The S&P healthcare sector .SPXHC ended 1.5 percent lower, dragged down by Allergan (AGN.N) and Pfizer (PFE.N), while a drop in IBM shares also offset gains in companies that reported strong quarterly results such as Verizon (VZ.N) and United Technologies (UTX.N).
Earnings for S&P 500 companies are expected to have fallen about 4 percent in the third quarter, while revenue is expected to have declined 3.8 percent, according to Thomson Reuters data.
“You’re seeing weakness in momentum names in general. Obviously the healthcare names are under pressure again, especially pharma companies,” said Michael O’Rourke, chief market strategist at JonesTrading in Greenwich, Connecticut.
Benchmark 10-year Treasury yields US10YT=RR hit 2.079 percent, their highest in over a week.
Commerce Department data showed U.S. housing starts increased 6.5 percent in September to a seasonally-adjusted annual pace of 1.21 million units. That beat expectations for 1.15 million units, according to a Reuters poll of economists.
MSCI's all-country world equity index .MIWD00000PUS, which tracks shares in 45 markets, was last down 0.2 percent at 405.72. Europe's broad FTSEurofirst 300 index .FTEU3 closed down 0.45 percent at 1,431.95.
U.S. crude prices eased slightly, failing to hold onto marginal gains earlier in the session, as market participants waited for direction from two key U.S. oil storage reports. Industry group the American Petroleum Institute (API) will report stockpiles data later on Tuesday, and EIA will release oil inventory data on Wednesday.
Brent crude LCOc1 settled up 10 cents, or 0.2 percent, at $48.71 a barrel. U.S. crude CLc1 settled down 34 cents, or 0.7 percent, at $45.55 per barrel.
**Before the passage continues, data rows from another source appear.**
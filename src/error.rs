use axum::{
    http::StatusCode,
    response::{IntoResponse, Json},
};
use chrono::{DateTime, Utc};
use serde_json::json;
use uuid::Uuid;

use crate::models::application::ApplicationStatus;

pub type Result<T> = std::result::Result<T, Error>;

#[derive(Debug, thiserror::Error)]
pub enum Error {
    #[error("Configuration error: {0}")]
    Config(String),

    #[error("Bad request: {0}")]
    BadRequest(String),

    #[error("Not found: {0}")]
    NotFound(String),

    #[error("Transition from {from} to {to} is not permitted")]
    InvalidTransition {
        from: ApplicationStatus,
        to: ApplicationStatus,
    },

    #[error("A reason is required when moving to {0}")]
    ReasonRequired(ApplicationStatus),

    #[error("Company {company_id} already has an interview at {scheduled_at}")]
    SchedulingConflict {
        company_id: Uuid,
        scheduled_at: DateTime<Utc>,
    },

    #[error("Invalid reschedule proposal: {0}")]
    InvalidProposal(String),

    #[error("Selected slot is not one of the proposed times")]
    InvalidSlotSelection,

    #[error("User {user_id} has already applied to job {job_id}")]
    DuplicateApplication { job_id: Uuid, user_id: Uuid },

    #[error("Unknown application status: {0}")]
    UnknownStatus(String),

    #[error("Database error: {0}")]
    Database(sqlx::Error),

    #[error("Validation error: {0}")]
    Validation(#[from] validator::ValidationErrors),

    #[error("JSON error: {0}")]
    Json(#[from] serde_json::Error),

    #[error("Internal error: {0}")]
    Internal(String),

    #[error("IO error: {0}")]
    Io(#[from] std::io::Error),
}

impl IntoResponse for Error {
    fn into_response(self) -> axum::response::Response {
        let code = self.code();
        let (status, body) = match self {
            Error::BadRequest(msg) => (
                StatusCode::BAD_REQUEST,
                json!({ "error": code, "message": msg }),
            ),
            Error::NotFound(msg) => (
                StatusCode::NOT_FOUND,
                json!({ "error": code, "message": msg }),
            ),
            Error::InvalidTransition { from, to } => (
                StatusCode::BAD_REQUEST,
                json!({ "error": code, "from": from, "to": to }),
            ),
            Error::ReasonRequired(to) => (
                StatusCode::BAD_REQUEST,
                json!({ "error": code, "to": to }),
            ),
            Error::SchedulingConflict {
                company_id,
                scheduled_at,
            } => (
                StatusCode::CONFLICT,
                json!({
                    "error": code,
                    "company_id": company_id,
                    "scheduled_at": scheduled_at,
                }),
            ),
            Error::InvalidProposal(msg) => (
                StatusCode::BAD_REQUEST,
                json!({ "error": code, "message": msg }),
            ),
            Error::InvalidSlotSelection => {
                (StatusCode::BAD_REQUEST, json!({ "error": code }))
            }
            Error::DuplicateApplication { job_id, user_id } => (
                StatusCode::CONFLICT,
                json!({
                    "error": code,
                    "job_id": job_id,
                    "user_id": user_id,
                }),
            ),
            Error::Validation(err) => (
                StatusCode::BAD_REQUEST,
                json!({ "error": code, "message": err.to_string() }),
            ),
            Error::Json(err) => (
                StatusCode::BAD_REQUEST,
                json!({ "error": code, "message": err.to_string() }),
            ),
            Error::UnknownStatus(s) => (
                StatusCode::INTERNAL_SERVER_ERROR,
                json!({ "error": code, "status": s }),
            ),
            Error::Database(err) => (
                StatusCode::INTERNAL_SERVER_ERROR,
                json!({ "error": code, "message": err.to_string() }),
            ),
            Error::Config(msg) | Error::Internal(msg) => (
                StatusCode::INTERNAL_SERVER_ERROR,
                json!({ "error": code, "message": msg }),
            ),
            Error::Io(err) => (
                StatusCode::INTERNAL_SERVER_ERROR,
                json!({ "error": code, "message": err.to_string() }),
            ),
        };

        (status, Json(body)).into_response()
    }
}

impl From<sqlx::Error> for Error {
    fn from(err: sqlx::Error) -> Self {
        match err {
            sqlx::Error::RowNotFound => Error::NotFound("Resource not found".to_string()),
            other => Error::Database(other),
        }
    }
}

impl Error {
    /// Stable machine-readable code, mirrors the `error` field of the HTTP body.
    pub fn code(&self) -> &'static str {
        match self {
            Error::Config(_) => "Internal",
            Error::BadRequest(_) => "BadRequest",
            Error::NotFound(_) => "NotFound",
            Error::InvalidTransition { .. } => "InvalidTransition",
            Error::ReasonRequired(_) => "ReasonRequired",
            Error::SchedulingConflict { .. } => "SchedulingConflict",
            Error::InvalidProposal(_) => "InvalidProposal",
            Error::InvalidSlotSelection => "InvalidSlotSelection",
            Error::DuplicateApplication { .. } => "DuplicateApplication",
            Error::UnknownStatus(_) => "UnknownStatus",
            Error::Database(_) => "Database",
            Error::Validation(_) => "Validation",
            Error::Json(_) => "Json",
            Error::Internal(_) => "Internal",
            Error::Io(_) => "Internal",
        }
    }
}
The euro inched higher against the dollar after falling for three straight sessions, bolstered in part by quarterly lending data from the ECB that showed euro zone banks loosened their lending standards more than expected over the last few months despite recent global market volatility.
That lessened the need for the ECB to ramp up its 1 trillion euro asset purchase programme, this week at least.
“What actually changed the euro was that banks have a lending survey and for October it was very positive - only pointed out positives, and so there’s no need for the European Central Bank to increase quantitative easing,” said Juan Perez, foreign currency trader, at Tempus Consulting in Washington.
The euro was last up 0.08 percent against the dollar at $1.13385 EUR=EBS. The dollar index, which measures the greenback against a basket of six major currencies, was last down slightly at 94.893 .DXY.